The Mantra: “My analyses must match my predictions”. There are loads of different analyses that can be conduct and over time its becomes easy to think of you computer as a trend-seeking machine. The important thing to remember is that you originally started out with a research question, that developed into a hypothesis with predictions. Your analyses are to answer that research question and must connect directly with your predictions. Becareful if you re-write your project around trends you found that were significant in your analyses. There are many different reasons why this is a bad idea including (but are not limited to): leaves your original question unanswered, could produce errors in design that were not originally considered, or it makes your writing come across as disjunct.

The Basics: Data analysis generally has three steps that are data input, data manipulation, and data analysis. Although the analysis component always gets all the attention, including in this workshop, the first two are actually very important. Formatting data for the right analysis is a necessary evil. The data structure of an ordination is completely differnt than a linear model. Converting data between these formats can take hours in excel even with an experienced user depending on the size of the dataset. That is why I begin this workshop with some basics in data inputting and manipulation.

First things first! We will be using different sample data, R functions, and packages throughout this workshop. To simplify things, I have created an R package that has the majority of the tools we need to explore this workshop. To install the package, you will need to install the R package devtools. This can be installed with the commands below.

install.packages("devtools")

After that, run the following code to install the package that has all the content for this workshop.

library(devtools)
install_github("afilazzola/LearnCommAnalysis", dependencies=TRUE, force=TRUE)

library(LearnCommAnalysis)

1.1 Data format

Data has a certain look for the respective analysis. Univariate analyses typically have a “long” format while multivariate analyses are a “wide” format. I will go into the different between these shortly. First, lets take a look at a dataset should roughly look like.

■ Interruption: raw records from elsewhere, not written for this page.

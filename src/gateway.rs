//! Entry point tying the engine together
//!
//! A [`Gateway`] owns the collaborators (RPC layer, cache, renderer), the
//! registry of bound action methods and the composer, and hands route
//! handlers what they need to serve one request.

use std::sync::Arc;

use log::{debug, info, warn};
use serde_json::Value as JsonValue;

use crate::{
    action::{ActionBinder, ActionMethod, ActionOptions},
    cache::MemoryCache,
    compose::Composer,
    config::Config,
    core::{
        ActError, ActResult, MemoCache, MethodRegistry, PatternSource, RawRequest, Renderer,
        RequestDelegate, RpcLayer, TxIdGenerator,
    },
    config_error,
    handler::{Reply, RouteHandler},
};

pub struct Gateway {
    rpc: Arc<dyn RpcLayer>,
    cache: Arc<dyn MemoCache>,
    renderer: Option<Arc<dyn Renderer>>,
    ids: Arc<TxIdGenerator>,
    methods: MethodRegistry,
    composer: Composer,
}

impl Gateway {
    /// Create a gateway over `rpc` with an in-memory cache and no renderer.
    pub fn new(config: &Config, rpc: Arc<dyn RpcLayer>) -> Self {
        Self {
            cache: Arc::new(MemoryCache::new()),
            renderer: None,
            ids: Arc::new(TxIdGenerator::new(config.transaction_id.clone())),
            methods: MethodRegistry::new(),
            composer: Composer::new(rpc.clone(), config.compose.clone()),
            rpc,
        }
    }

    /// Create a gateway and bind every action declared in `config`.
    pub fn from_config(config: &Config, rpc: Arc<dyn RpcLayer>) -> ActResult<Self> {
        let gateway = Self::new(config, rpc);
        for action in &config.actions {
            let template = PatternSource::try_from(action.pattern.clone())
                .map_err(|e| config_error!("Invalid pattern for action '{}': {e}", action.name))?;
            let options = ActionOptions {
                cache: action.cache,
                generate_key: None,
            };
            gateway.action(&action.name, template, options)?;
        }
        let stats = gateway.methods.get_stats();
        info!(
            "Gateway bound {} configured actions ({} cached)",
            stats.method_count, stats.cached_count
        );
        Ok(gateway)
    }

    /// Replace the memoization store. Affects actions bound afterwards.
    pub fn with_cache(mut self, cache: Arc<dyn MemoCache>) -> Self {
        self.cache = cache;
        self
    }

    pub fn with_renderer(mut self, renderer: Arc<dyn Renderer>) -> Self {
        self.renderer = Some(renderer);
        self
    }

    fn binder(&self) -> ActionBinder {
        ActionBinder::new(self.rpc.clone(), self.cache.clone(), self.ids.clone())
    }

    /// Bind `name` to `template` and register it.
    ///
    /// # Errors
    /// `Configuration` for an unparsable template, invalid options or a name
    /// that is already bound
    pub fn action(
        &self,
        name: &str,
        template: impl Into<PatternSource>,
        options: ActionOptions,
    ) -> ActResult<Arc<ActionMethod>> {
        let method = self.binder().bind(name, template, options)?;
        self.methods.insert(method)
    }

    /// Look up a bound action by name.
    ///
    /// # Errors
    /// `NotFound` when no action is bound under `name`
    pub fn method(&self, name: &str) -> ActResult<Arc<ActionMethod>> {
        self.methods
            .get(name)
            .ok_or_else(|| ActError::NotFound(format!("No action bound as '{name}'")))
    }

    pub fn methods(&self) -> &MethodRegistry {
        &self.methods
    }

    /// Delegate for one inbound request, carrying a fresh transaction id
    pub fn delegate(&self, request: Arc<RawRequest>) -> RequestDelegate {
        RequestDelegate::for_request(request, &self.ids)
    }

    pub fn detached(&self) -> RequestDelegate {
        RequestDelegate::detached(&self.ids)
    }

    /// Run a single, unbound pattern on behalf of `delegate`.
    pub async fn act(
        &self,
        delegate: &RequestDelegate,
        pattern: impl Into<PatternSource>,
    ) -> ActResult<JsonValue> {
        let pattern = pattern.into().to_pattern()?;
        debug!("Act {pattern} for transaction {}", delegate.tx());
        self.rpc.invoke(pattern, delegate).await
    }

    /// Resolve every action embedded in `context`.
    pub async fn compose(
        &self,
        delegate: &RequestDelegate,
        context: &JsonValue,
    ) -> ActResult<JsonValue> {
        self.composer.compose(context, delegate).await
    }

    /// Compose `context` and render `template` with the result.
    pub async fn view(
        &self,
        delegate: &RequestDelegate,
        template: &str,
        context: &JsonValue,
        options: Option<&JsonValue>,
    ) -> ActResult<String> {
        let renderer = self
            .renderer
            .as_ref()
            .ok_or_else(|| config_error!("No renderer configured for view '{template}'"))?;
        let resolved = self.compose(delegate, context).await?;
        renderer.render(template, &resolved, options)
    }

    /// Dispatch `request` to a route handler.
    pub async fn handle(
        &self,
        handler: &dyn RouteHandler,
        request: Arc<RawRequest>,
    ) -> ActResult<Reply> {
        let (method, path) = (request.method.clone(), request.path.clone());
        let reply = handler.handle(self, request).await;
        if let Err(e) = &reply {
            warn!("{} handler failed for {method} {path}: {e}", handler.name());
        }
        reply
    }

    /// Unregister every method and close the RPC layer.
    pub async fn stop(&self) -> ActResult<()> {
        let stats = self.methods.get_stats();
        debug!("Unbinding {} actions", stats.method_count);
        self.methods.clear();
        self.rpc.close().await?;
        info!("Gateway stopped");
        Ok(())
    }
}

#[cfg(test)]
mod tests {
    use std::{sync::atomic::{AtomicUsize, Ordering}, time::Duration};

    use http::Method;
    use serde_json::json;

    use super::*;
    use crate::{
        core::Pattern,
        handler::build_handler,
        testing::MockRpc,
    };

    struct ContextRenderer;

    impl Renderer for ContextRenderer {
        fn render(
            &self,
            template: &str,
            context: &JsonValue,
            _options: Option<&JsonValue>,
        ) -> ActResult<String> {
            Ok(format!("{template}:{context}"))
        }
    }

    fn counting_rpc() -> (Arc<MockRpc>, Arc<AtomicUsize>) {
        let counter = Arc::new(AtomicUsize::new(0));
        let seen = counter.clone();
        let rpc = MockRpc::new()
            .add("generate:id", move |_, _| {
                Ok(json!({ "id": seen.fetch_add(1, Ordering::SeqCst) + 1 }))
            })
            .add("record:user", |pattern, _| {
                Ok(json!({ "id": pattern.get("id").cloned().unwrap_or(JsonValue::Null) }))
            });
        (Arc::new(rpc), counter)
    }

    #[tokio::test]
    async fn test_from_config_binds_actions() {
        let config = Config::from_yaml(
            r#"
actions:
  - name: generate
    pattern: "generate:id"
    cache:
      expiresIn: 60000
      generateTimeout: 1000
  - name: user
    pattern:
      record: user
"#,
        )
        .unwrap();
        let (rpc, _) = counting_rpc();
        let gateway = Gateway::from_config(&config, rpc).unwrap();

        let generate = gateway.method("generate").unwrap();
        assert!(generate.is_cached());
        assert!(!gateway.method("user").unwrap().is_cached());
        assert!(matches!(gateway.method("other"), Err(ActError::NotFound(_))));

        let stats = gateway.methods().get_stats();
        assert_eq!(stats.method_count, 2);
        assert_eq!(stats.cached_count, 1);

        // cache hit stability
        assert_eq!(generate.call(None).await.unwrap(), json!({ "id": 1 }));
        assert_eq!(generate.call(None).await.unwrap(), json!({ "id": 1 }));
    }

    #[test]
    fn test_from_config_rejects_bad_pattern() {
        let config = Config::from_yaml(
            r#"
actions:
  - name: broken
    pattern: "not a pattern"
"#,
        )
        .unwrap();
        let (rpc, _) = counting_rpc();
        let result = Gateway::from_config(&config, rpc);
        assert!(matches!(result, Err(ActError::Configuration(msg)) if msg.contains("broken")));
    }

    #[tokio::test]
    async fn test_uncached_action_always_invokes() {
        let (rpc, counter) = counting_rpc();
        let gateway = Gateway::new(&Config::default(), rpc);
        let method = gateway
            .action("generate", "generate:id", ActionOptions::default())
            .unwrap();

        method.call(None).await.unwrap();
        method.call(None).await.unwrap();
        assert_eq!(counter.load(Ordering::SeqCst), 2);
    }

    #[tokio::test]
    async fn test_additions_override_template() {
        let (rpc, _) = counting_rpc();
        let gateway = Gateway::new(&Config::default(), rpc.clone());
        let method = gateway
            .action("user", "record:user,id:1", ActionOptions::default())
            .unwrap();

        let result = method.call(Some("id:2".into())).await.unwrap();
        assert_eq!(result, json!({ "id": 2 }));
        assert_eq!(rpc.seen()[0], Pattern::parse("record:user,id:2").unwrap());
    }

    #[tokio::test]
    async fn test_duplicate_action_is_rejected() {
        let (rpc, _) = counting_rpc();
        let gateway = Gateway::new(&Config::default(), rpc);
        gateway
            .action("generate", "generate:id", ActionOptions::default())
            .unwrap();
        assert!(gateway
            .action("generate", "generate:id", ActionOptions::default())
            .is_err());
    }

    #[tokio::test]
    async fn test_act_with_request_delegate() {
        let rpc = MockRpc::new().add("get:tx", |_, delegate| {
            Ok(JsonValue::Object(delegate.fixed_args()))
        });
        let gateway = Gateway::new(&Config::default(), Arc::new(rpc));
        let request = Arc::new(RawRequest::new(Method::GET, "/tx"));
        let delegate = gateway.delegate(request);

        let result = gateway.act(&delegate, "get:tx").await.unwrap();
        assert_eq!(result["tx$"], json!(delegate.tx()));
        assert_eq!(result["req$"]["url"], "/tx");
    }

    #[tokio::test]
    async fn test_compose_leaves_context_untouched() {
        let (rpc, _) = counting_rpc();
        let gateway = Gateway::new(&Config::default(), rpc);
        let context = json!({
            "$resolve": { "user": "record:user,id:7", "meta.id": "generate:id" },
            "title": "profile",
        });
        let before = context.clone();

        let resolved = gateway.compose(&gateway.detached(), &context).await.unwrap();
        assert_eq!(context, before);
        assert_eq!(
            resolved,
            json!({ "title": "profile", "user": { "id": 7 }, "meta": { "id": { "id": 1 } } })
        );
    }

    #[tokio::test]
    async fn test_view_requires_renderer() {
        let (rpc, _) = counting_rpc();
        let gateway = Gateway::new(&Config::default(), rpc);
        let result = gateway
            .view(&gateway.detached(), "page", &json!({}), None)
            .await;
        assert!(matches!(result, Err(ActError::Configuration(_))));
    }

    #[tokio::test]
    async fn test_handle_dispatches_to_handler() {
        let (rpc, _) = counting_rpc();
        let gateway =
            Gateway::new(&Config::default(), rpc).with_renderer(Arc::new(ContextRenderer));
        let handler = build_handler(
            "compose",
            "/page",
            json!({ "template": "page", "context": { "user$": "record:user,id:3" } }),
        )
        .unwrap();

        let reply = gateway
            .handle(handler.as_ref(), Arc::new(RawRequest::new(Method::GET, "/page")))
            .await
            .unwrap();
        match reply {
            Reply::View(text) => {
                assert!(text.starts_with("page:"));
                assert!(text.contains(r#""user$":{"id":3}"#));
            }
            other => panic!("expected a view, got {other:?}"),
        }
    }

    #[tokio::test]
    async fn test_custom_cache_is_used() {
        let (rpc, counter) = counting_rpc();
        let cache = Arc::new(MemoryCache::new());
        let gateway = Gateway::new(&Config::default(), rpc).with_cache(cache.clone());
        let method = gateway
            .action("generate", "generate:id", ActionOptions::cached(60_000, 1000))
            .unwrap();

        method.call(None).await.unwrap();
        assert_eq!(cache.len(), 1);
        assert!(cache.drop_key("#generate", "{}"));

        method.call(None).await.unwrap();
        assert_eq!(counter.load(Ordering::SeqCst), 2);
    }

    #[tokio::test]
    async fn test_slow_regeneration_times_out() {
        let rpc = MockRpc::new()
            .add("generate:id", |_, _| Ok(json!({ "id": 1 })))
            .with_delay(Duration::from_millis(200));
        let gateway = Gateway::new(&Config::default(), Arc::new(rpc));
        let method = gateway
            .action("generate", "generate:id", ActionOptions::cached(60_000, 20))
            .unwrap();

        let result = method.call(None).await;
        assert!(matches!(result, Err(ActError::RegenerationTimeout { .. })));
    }

    #[tokio::test]
    async fn test_stop_closes_rpc() {
        let (rpc, _) = counting_rpc();
        let gateway = Gateway::new(&Config::default(), rpc.clone());
        gateway
            .action("generate", "generate:id", ActionOptions::default())
            .unwrap();

        gateway.stop().await.unwrap();
        assert!(rpc.is_closed());
        assert!(matches!(gateway.method("generate"), Err(ActError::NotFound(_))));
    }
}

We are going to look at one of my published datasets: Alessandro Filazzola, Amanda Liczner, Michael Westphal, and Christopher Lortie. 2017. The response of plant interactions to manipulations of water and consumer pressure during extreme climate events in California. Knowledge Network for Biocomplexity. doi:10.5063/F1FF3QHH.

library(tidyverse)
library(knitr)

data(samplelong)

kable(samplelong[1:20,1:8])## select only the first 20 rows and 8 columns
ShrubID Microsite Exclosure Gradient Watered Biomass Individuals Spp
17 Shrub Y 0 N 1.8573 65 2
17 Open Y 0 N 0.3016 72 2
18 Shrub Y 2 Y 1.7410 74 2
18 Open Y 2 Y 0.1389 52 3
22 Shrub Y 4 Y 0.5853 38 3
22 Open Y 4 Y 0.5185 76 2
24 Shrub Y 5 Y 2.0967 62 2
24 Open Y 5 Y 0.7289 82 4
25 Shrub N 5 Y 2.1343 32 2
25 Open N 5 Y 0.6955 15 2
28 Shrub N 4 Y 3.9266 108 3
28 Open N 4 Y 1.0069 42 2
30 Shrub N 1 Y 2.1396 96 4
30 Open N 1 Y 1.3211 67 3
31 Shrub N 0 N 1.1987 71 3
31 Open N 0 N 1.8452 68 2
43 Shrub N 2 Y 3.1388 84 4
43 Open N 2 Y 2.0243 72 2
46 Shrub Y 3 Y 8.0452 230 3
46 Open Y 3 Y 0.9289 68 3

In this study, we compared the shrub effects on the annual plant community when herbivores are removed (exclosure) and when water is added (watered). Data should be structured with the first columns being identifiers, such as plot ID and site names. These are typically not used in your data analysis and therefore should be at the beginning to not get messed with any manipulations that occur to the right. To the right of your identifiers should be your predictors/treatments. These are the variables that you will regress onto your response varaibles. Your predictors are often your experimental treatments or random effects that are included in models. In the case of this study, the predictors include microsite (shrub treatment), exclosure and watered. To the right of your predictors are your response variables. These are your measured values, such as biomass, abundance of individuals, and species richness. These are general guidelines and more often you will have variables that belong to both predictors and responses. This is a good rule of thumb for set-up that will make life easier moving forward. There are additional considerations that ensure a dataset is complete:

  • Make sure zeros and blanks are represented correctly. A zero is a data point! It is the absence of something. A blank is an unmeasured point. Most software treats zeros and blanks differently because they are! Looking for penguins in the arctic will likely result in many zeros. Surveying 10 plots and skipping one makes that missed plot a blank.
  • Keep common variable names. Most analytical softwares cannot tell different spellings and are case-sensitive. These will be treated as different factors in a model, when they are not. Here, Microsite is either “Shrub” or “Open”. Having “shrub” would make a third factor that is incorrect. You can check your data structure after loading it into R using str, see below
  • Ensure all your data is together. Different sites, years, and treatments can almost always be grouped together just by adding a column that identifies them. The closer you can be to having all your analyses in the same file, the better.

Box 1.1 The str function

str(samplelong[,1:8])
## 'data.frame':    240 obs. of  8 variables:
##  $ ShrubID    : int  17 17 18 18 22 22 24 24 25 25 ...
##  $ Microsite  : Factor w/ 2 levels "Open","Shrub": 2 1 2 1 2 1 2 1 2 1 ...
##  $ Exclosure  : Factor w/ 2 levels "N","Y": 2 2 2 2 2 2 2 2 1 1 ...
##  $ Gradient   : int  0 0 2 2 4 4 5 5 5 5 ...
##  $ Watered    : Factor w/ 2 levels "N","Y": 1 1 2 2 2 2 2 2 2 2 ...
##  $ Biomass    : num  1.857 0.302 1.741 0.139 0.585 ...
##  $ Individuals: int  65 72 74 52 38 76 62 82 32 15 ...
##  $ Spp        : int  2 2 2 3 3 2 2 4 2 2 ...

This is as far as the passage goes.